The logistic model models the log-odds of an event as a linear combination of one or more independent variables (explanatory variables). If we observed \((y_i, x_i),\) where \(y_i\) is a Bernoulli variable and \(x_i\) a vector of explanatory variables, the model for \(\pi_i = P(y_i=1)\) is
The model is especially useful in case-control studies and leads to the effect of risk factors by odds ratios.
Example: Lung Cancer Data
Data source: Loprinzi CL. Laurie JA. Wieand HS. Krook JE. Novotny PJ. Kugler JW. Bartel J. Law M. Bateman M. Klatt NE. et al. Prospective evaluation of prognostic variables from patient-completed questionnaires. North Central Cancer Treatment Group. Journal of Clinical Oncology. 12(3):601-7, 1994.
wgt_catn consists of: 1= patients a weight loss of zero or less, 0= patients with a weight loss of more than zero
trt01pn consists of 1= active treatment, 0 = placebo
Model Fit
We analyze the event of weight gain (or staying the same weight) in lung cancer patients in dependency of treatment (active or placebo), age, sex, ECOG performance score and calories consumed at meals. One of the most important things to remember is to ensure you tell R what your event is and what treatment comparison you are doing Active / Placebo or Placebo/Active! The easiest way to do this is to have event (or non-reference treatment) as 1, and non-event (reference treatment) as 0.
Below we are using wt_catn (0,1) and trt01pn (1,2) and sex (1,2). Let’s see what happens !
inst time status age sex ph.ecog ph.karno pat.karno meal.cal wt.loss trt01p
1 3 306 2 74 1 1 90 100 1175 NA Active
2 3 455 2 68 1 0 90 90 1225 15 Active
3 3 1010 1 56 1 0 90 90 NA 15 Active
4 5 210 2 57 1 1 90 60 1150 11 Active
5 1 883 2 60 1 0 100 90 NA 0 Active
6 12 1022 1 74 1 1 50 80 513 0 Active
trt01pn dose_mg dose_id wt_cat wt_catn cnsr
1 1 10 1 <NA> NA 0
2 1 10 1 loss 0 0
3 1 10 1 loss 0 1
4 1 10 1 loss 0 0
5 1 10 1 gain 1 0
6 1 10 1 gain 1 1
m1 <-glm(wt_catn ~ trt01pn + age + sex + ph.ecog + meal.cal, data = lung, family =binomial(link="logit"))summary(m1)
Call:
glm(formula = wt_catn ~ trt01pn + age + sex + ph.ecog + meal.cal,
family = binomial(link = "logit"), data = lung)
Coefficients:
Estimate Std.
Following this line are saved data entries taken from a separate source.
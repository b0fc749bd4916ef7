//! Streaming playback queue.
//!
//! Response jobs enqueue sentences through a [`PlaybackProducer`]; a single
//! [`PlaybackStation`] plays them in sequence order and feeds the loopback
//! buffer; [`PlaybackControl::cancel`] cuts everything off for barge-in.
//! Filler clips share the queue and stop with [`PlaybackControl::stop_filler`].

pub mod filler;
pub mod queue;
pub mod worker;

use crate::audio::{AudioSink, Clock};
use crate::backend::{Synthesizer, VoiceParams};
use crate::defaults;
use crate::gate::LoopbackBuffer;
use crate::pipeline::{ErrorReporter, StationRunner};
use crossbeam_channel::{Receiver, Sender};
use std::sync::Arc;

pub use filler::FillerClips;
pub use queue::{PlaybackControl, PlaybackItem, PlaybackProducer};
pub use worker::PlaybackStation;

#[derive(Debug, Clone, PartialEq)]
pub struct PlaybackConfig {
    pub queue_size: usize,
    pub block_ms: u32,
    pub voice: VoiceParams,
}

impl Default for PlaybackConfig {
    fn default() -> Self {
        Self {
            queue_size: defaults::QUEUE_SIZE,
            block_ms: defaults::PLAYBACK_BLOCK_MS,
            voice: VoiceParams::default(),
        }
    }
}

/// Outcome of one queued item.
#[derive(Debug, Clone, PartialEq)]
pub enum PlaybackEvent {
    Finished { turn: u64, seq: u64 },
    /// Discarded or cut short by a cancellation.
    Cancelled { turn: u64, seq: u64 },
    /// Synthesis failed; nothing was played.
    Failed { turn: u64, seq: u64, error: String },
    /// The output device rejected a write.
    DeviceFailed(String),
}

/// A queue and its not-yet-running worker.
pub struct PlaybackQueue {
    pub producer: PlaybackProducer,
    pub control: PlaybackControl,
    pub worker: PlaybackStation,
    pub items: Receiver<PlaybackItem>,
}

impl PlaybackQueue {
    pub fn new(
        config: &PlaybackConfig,
        sink: Box<dyn AudioSink>,
        synthesizer: Arc<dyn Synthesizer>,
        clock: Arc<dyn Clock>,
    ) -> Self {
        let (producer, control, items) = queue::channel(config.queue_size);
        let worker = PlaybackStation::new(
            sink,
            synthesizer,
            config.voice.clone(),
            config.block_ms,
            clock,
            control.shared(),
        );
        Self {
            producer,
            control,
            worker,
            items,
        }
    }

    pub fn with_loopback(mut self, loopback: Arc<LoopbackBuffer>) -> Self {
        self.worker = self.worker.with_loopback(loopback);
        self
    }

    /// Start the worker thread, reporting outcomes on `events`.
    pub fn spawn(
        self,
        events: Sender<PlaybackEvent>,
        reporter: Arc<dyn ErrorReporter>,
    ) -> (PlaybackProducer, PlaybackControl, StationRunner<PlaybackStation>) {
        let runner = StationRunner::spawn(self.worker, self.items, events, reporter);
        (self.producer, self.control, runner)
    }
}
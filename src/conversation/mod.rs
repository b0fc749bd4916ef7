//! Conversation state machine.
//!
//! [`Session`] decides, [`ConversationRuntime`] executes. The session owns
//! the state, the quality filters, the matchers and the history; everything
//! else reports to it through events.

pub mod history;
pub mod observer;
pub mod runtime;
pub mod session;
pub mod state;

pub use history::{ConversationLog, ConversationTurn};
pub use observer::{ChannelObserver, LogObserver, StateObserver};
pub use runtime::{ConversationRuntime, RuntimeChannels, RuntimeConfig, SessionSummary};
pub use session::{Action, Session, SessionConfig, SessionEvent, Termination};
pub use state::{SessionState, StateChange};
Error z value Pr(>|z|)
(Intercept) -3.8623998 1.7675776 -2.185 0.0289 *
trt01pn 0.3887667 0.3781566 1.028 0.3039
age 0.0122549 0.0211553 0.579 0.5624
sex 0.8321005 0.3743793 2.223 0.0262 *
ph.ecog -0.3763592 0.2638322 -1.427 0.1537
meal.cal 0.0008500 0.0004486 1.895 0.0581 .
---
Signif. codes: 0 '***' 0.001 '**' 0.01 '*' 0.05 '.' 0.1 ' ' 1
(Dispersion parameter for binomial family taken to be 1)
Null deviance: 202.36 on 169 degrees of freedom
Residual deviance: 190.46 on 164 degrees of freedom
(58 observations deleted due to missingness)
AIC: 202.46
Number of Fisher Scoring iterations: 4
R by default sets the first category as the baseline category, hence trt01pn =1 and sex =1 are the baseline level, and other levels of the variable are contrasted to this level. This is using contr.treatment option (more information on this later!). The estimate for those variables (0.3887 and 0.8321) are the increase in the log-odds of being of receiving treatment 2 vs 1, and of being of sex=2 vs 1. The exponential of the estimate is the odds ratio. For example, exp(0.3887)=1.475, hence Treatment 2 is 1.475 times as likely to have weight gain compared to Treatment 1.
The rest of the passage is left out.